John Fieldly: Yes, I’ll let Jarrod dive into some details there. But I think on a higher level, when you look at some of the expanded distribution that we’ve had, we’ve expanded into really like foodservice and some other independent locations that just historically, when the cases come through, are somewhat of a lower promotional allowance or cost of doing business in those channels, but we did see some leverage there. And there was also — we had some timing in the quarter as well. But I’ll throw that over to Jarrod to further provide additional details and answer that question.
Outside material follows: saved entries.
impl QueryEngine {
    pub fn new(repo: LicitacionRepository) -> Self {
        Self {
            repo,
            caches: QueryCaches::new(),
        }
    }

    /// Drops the aggregate caches; ingestion calls this after writes.
    pub fn invalidate_caches(&self) {
        self.caches.invalidate();
    }

    /// One filtered, sorted, paginated page.
    pub async fn list_page(
        &self,
        filter: &ListFilter,
        sort: Sort,
        pagination: Pagination,
    ) -> Result<Page<Licitacion>, AppError> {
        let total = self.count(filter).await?;

        let mut qb = QueryBuilder::new(format!(
            "SELECT {} FROM licitaciones",
            LICITACION_COLUMNS
        ));
        push_filters(&mut qb, filter);
        push_order(&mut qb, sort);
        qb.push(" LIMIT ");
        qb.push_bind(pagination.limit());
        qb.push(" OFFSET ");
        qb.push_bind(pagination.offset());

        let rows = qb
            .build_query_as::<LicitacionRow>()
            .fetch_all(self.repo.pool())
            .await?;

        Ok(Page {
            items: rows_to_domain(rows)?,
            page: pagination.page,
            size: pagination.size,
            total,
        })
    }

    /// Smart search: mines `q` for year/fuente/rubro keywords, applies the
    /// detected filters, and echoes them back for UI display.
    pub async fn search(
        &self,
        mut filter: ListFilter,
        sort: Sort,
        pagination: Pagination,
    ) -> Result<(Page<Licitacion>, SmartQuery), AppError> {
        let smart = match filter.q.clone() {
            Some(q) => {
                let fuentes = self.distinct("fuente", &ListFilter::default()).await?;
                let rubros = self.rubros().await?;
                let smart = analyze_query(&q, &fuentes, &rubros);
                apply_auto_filters(&mut filter, &smart);
                smart
            }
            None => SmartQuery::default(),
        };
        let page = self.list_page(&filter, sort, pagination).await?;
        Ok((page, smart))
    }

    /// Active tenders: vigente or prorrogada, opening today or later,
    /// soonest opening first.
    pub async fn vigentes(
        &self,
        today: NaiveDate,
        pagination: Pagination,
    ) -> Result<Page<Licitacion>, AppError> {
        let base_where = " WHERE absorbed_into IS NULL AND estado IN ('vigente', 'prorrogada') AND opening_date >= ";

        let mut count_qb: QueryBuilder<Postgres> =
            QueryBuilder::new("SELECT COUNT(*) FROM licitaciones");
        count_qb.push(base_where);
        count_qb.push_bind(today);
        let total: i64 = count_qb
            .build_query_scalar()
            .fetch_one(self.repo.pool())
            .await?;

        let mut qb = QueryBuilder::new(format!(
            "SELECT {} FROM licitaciones",
            LICITACION_COLUMNS
        ));
        qb.push(base_where);
        qb.push_bind(today);
        qb.push(" ORDER BY opening_date ASC, id ASC LIMIT ");
        qb.push_bind(pagination.limit());
        qb.push(" OFFSET ");
        qb.push_bind(pagination.offset());

        let rows = qb
            .build_query_as::<LicitacionRow>()
            .fetch_all(self.repo.pool())
            .await?;

        Ok(Page {
            items: rows_to_domain(rows)?,
            page: pagination.page,
            size: pagination.size,
            total,
        })
    }

    /// Facet counts per dimension. Each dimension is excluded from its own
    /// aggregation, so the counts answer "what would I get if I also
    /// picked this value".
    pub async fn facets(
        &self,
        filter: &ListFilter,
    ) -> Result<Arc<BTreeMap<String, Vec<FacetCount>>>, AppError> {
        let key = serde_json::to_string(filter)?;
        if let Some(cached) = self.caches.facets.get(&key) {
            return Ok(cached);
        }

        let mut result = BTreeMap::new();
        for dimension in FacetDimension::ALL {
            let sub_filter = filter.without_dimension(dimension);
            let mut qb = QueryBuilder::new(format!(
                "SELECT {} AS value, COUNT(*) AS count FROM licitaciones",
                dimension.column()
            ));
            push_filters(&mut qb, &sub_filter);
            qb.push(format!(" AND {} IS NOT NULL", dimension.column()));
            qb.push(" GROUP BY 1 ORDER BY 2 DESC, 1 ASC LIMIT ");
            qb.push_bind(FACET_LIMIT);

            let counts: Vec<(String, i64)> = qb
                .build_query_as()
                .fetch_all(self.repo.pool())
                .await?;
            result.insert(
                dimension.key().to_string(),
                counts
                    .into_iter()
                    .map(|(value, count)| FacetCount { value, count })
                    .collect(),
            );
        }

        let result = Arc::new(result);
        self.caches.facets.insert(key, Arc::clone(&result));
        Ok(result)
    }

    /// Ordered distinct values of a whitelisted field.
    pub async fn distinct(
        &self,
        field: &str,
        filter: &ListFilter,
    ) -> Result<Vec<String>, AppError> {
        let column = DISTINCT_FIELDS
            .iter()
            .find(|(name, _)| *name == field)
            .map(|(_, column)| *column)
            .ok_or_else(|| AppError::Generic(format!("unknown distinct field '{}'", field)))?;

        let key = format!("{}|{}", field, serde_json::to_string(filter)?);
        if let Some(cached) = self.caches.distinct.get(&key) {
            return Ok(cached.as_ref().clone());
        }

        let mut qb = QueryBuilder::new(format!("SELECT DISTINCT {} FROM licitaciones", column));
        push_filters(&mut qb, filter);
        qb.push(format!(" AND {} IS NOT NULL ORDER BY 1 ASC", column));

        let values: Vec<String> = qb
            .build_query_scalar()
            .fetch_all(self.repo.pool())
            .await?;
        self.caches
            .distinct
            .insert(key, Arc::new(values.clone()));
        Ok(values)
    }

    /// The rubro list, cached on its own longer TTL.
    pub async fn rubros(&self) -> Result<Vec<String>, AppError> {
        if let Some(cached) = self.caches.rubros.get("rubros") {
            return Ok(cached.as_ref().clone());
        }
        let values: Vec<String> = sqlx::query_scalar(
            "SELECT DISTINCT category FROM licitaciones \
             WHERE absorbed_into IS NULL AND category IS NOT NULL ORDER BY 1 ASC",
        )
        .fetch_all(self.repo.pool())
        .await?;
        self.caches
            .rubros
            .insert("rubros".to_string(), Arc::new(values.clone()));
        Ok(values)
    }

    /// Corpus-wide estado / year distribution.
    pub async fn estado_distribution(
        &self,
        today: NaiveDate,
    ) -> Result<EstadoDistribution, AppError> {
        let by_estado: Vec<(String, i64)> = sqlx::query_as(
            "SELECT estado, COUNT(*) FROM licitaciones \
             WHERE absorbed_into IS NULL GROUP BY 1",
        )
        .fetch_all(self.repo.pool())
        .await?;

        let by_year: Vec<(i32, i64)> = sqlx::query_as(
            "SELECT EXTRACT(YEAR FROM publication_date)::INT4, COUNT(*) FROM licitaciones \
             WHERE absorbed_into IS NULL AND publication_date IS NOT NULL GROUP BY 1",
        )
        .fetch_all(self.repo.pool())
        .await?;

        let vigentes_hoy: i64 = sqlx::query_scalar(
            "SELECT COUNT(*) FROM licitaciones \
             WHERE absorbed_into IS NULL \
               AND estado IN ('vigente', 'prorrogada') AND opening_date >= $1",
        )
        .bind(today)
        .fetch_one(self.repo.pool())
        .await?;

        Ok(EstadoDistribution {
            by_estado: by_estado.into_iter().collect(),
            by_year: by_year.into_iter().collect(),
            vigentes_hoy,
        })
    }

    /// Totals for the health endpoint and the CLI stats view.
    pub async fn stats(&self) -> Result<CorpusStats, AppError> {
        let total: i64 =
            sqlx::query_scalar("SELECT COUNT(*) FROM licitaciones WHERE absorbed_into IS NULL")
                .fetch_one(self.repo.pool())
                .await?;
        let by_fuente: Vec<(String, i64)> = sqlx::query_as(
            "SELECT fuente, COUNT(*) FROM licitaciones \
             WHERE absorbed_into IS NULL GROUP BY 1 ORDER BY 2 DESC",
        )
        .fetch_all(self.repo.pool())
        .await?;
        let last_update: Option<chrono::DateTime<chrono::Utc>> =
            sqlx::query_scalar("SELECT MAX(updated_at) FROM licitaciones")
                .fetch_one(self.repo.pool())
                .await?;

        Ok(CorpusStats {
            total,
            by_fuente: by_fuente.into_iter().collect(),
            last_update,
        })
    }

    async fn count(&self, filter: &ListFilter) -> Result<i64, AppError> {
        let mut qb = QueryBuilder::new("SELECT COUNT(*) FROM licitaciones");
        push_filters(&mut qb, filter);
        Ok(qb.build_query_scalar().fetch_one(self.repo.pool()).await?)
    }
}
Jarrod Langhans: Yes. So, there’s, as you said, a handful of things unpack. I’m going to start from the bottom and work my way up. But I’ll start within the kind of well, I guess, the middle of the P&L. So, if you look at G&A, we did see some really good leverage there. We benefited from some of that outsized top line growth relative to the spend we have. As we look out into 2024, we — on a nine-month basis, I believe our G&A is about 7.9%. I think we were pegging roughly 8% for the year, so we did track a little bit better in Q3. Probably where we land on a full-year basis next year, obviously, this year, it will be somewhere in between those two, but next year would be kind of in between there. Is it going to be in that 7% to 8% range on a full-year basis in ’24, where we’ll see some leverage come through?
But good leverage coming through on the G&A line. I think a lot of that is sustainable. There’s probably a little bit as we continue to build out our teams that we’ll give back as we continue to scale and really try to set our business up. There’s also some international expansion we’ve been talking about and things like that, where there will be some investment upfront that will drive some costs. And so, you won’t see the full leverage but we will see good leverage in the G&A line. On the sales and marketing line, we’ve been averaging kind of that 19% to 20%. This year, historically, we’ve probably been in the 22% to 24%. So, we’ve seen a bit of leverage there. As we look out into next year, we don’t think that the competition is going to get any easier, so we will continue to invest into the market and look to continue.
We don’t have exact numbers. We do have our budget, but we don’t really give out specific numbers along the way, especially since we don’t give the sales guidance out. But we would look to continue to invest into the business and really drive the growth of the business, but we have seen some leverage there throughout the year. If you go up to the gross profit line, we did just talk about that where after Q1, you saw the benefits of really the improvements you’ve seen in commodities across the board, across both us and our competition. Also, we had rolled off of the international cans whereas in Q1, we had international cans still on the system. By the time we got to Q2, it was a clean view. And so, we’ve really seen some benefits come through the raw materials.
And also, you’ve seen really the benefits of the freight lanes that were established. I think we were running about, on a year-to-date basis, 4.9%, whereas last year, it was 5.9%, so we got 100 basis points just out of running better from a freight lane perspective. And actually, if you look to Q3 and Q2, it’s been a little bit better than that number. So, we’ve seen kind of benefits on each line along the way really driving that EBITDA margin across the year.
Michael Lavery: That’s helpful. Could I just also follow up on the Canada launch? And I know you said it’s in the first quarter. Should we expect pipeline fill for that in 4Q or would it be a little bit later in the first quarter? I guess the follow-up is really kind of 4Q minded. Maybe one, is there a Canada impact we should keep in mind? And then maybe any color on how it’s looking quarter-to-date that you can give us?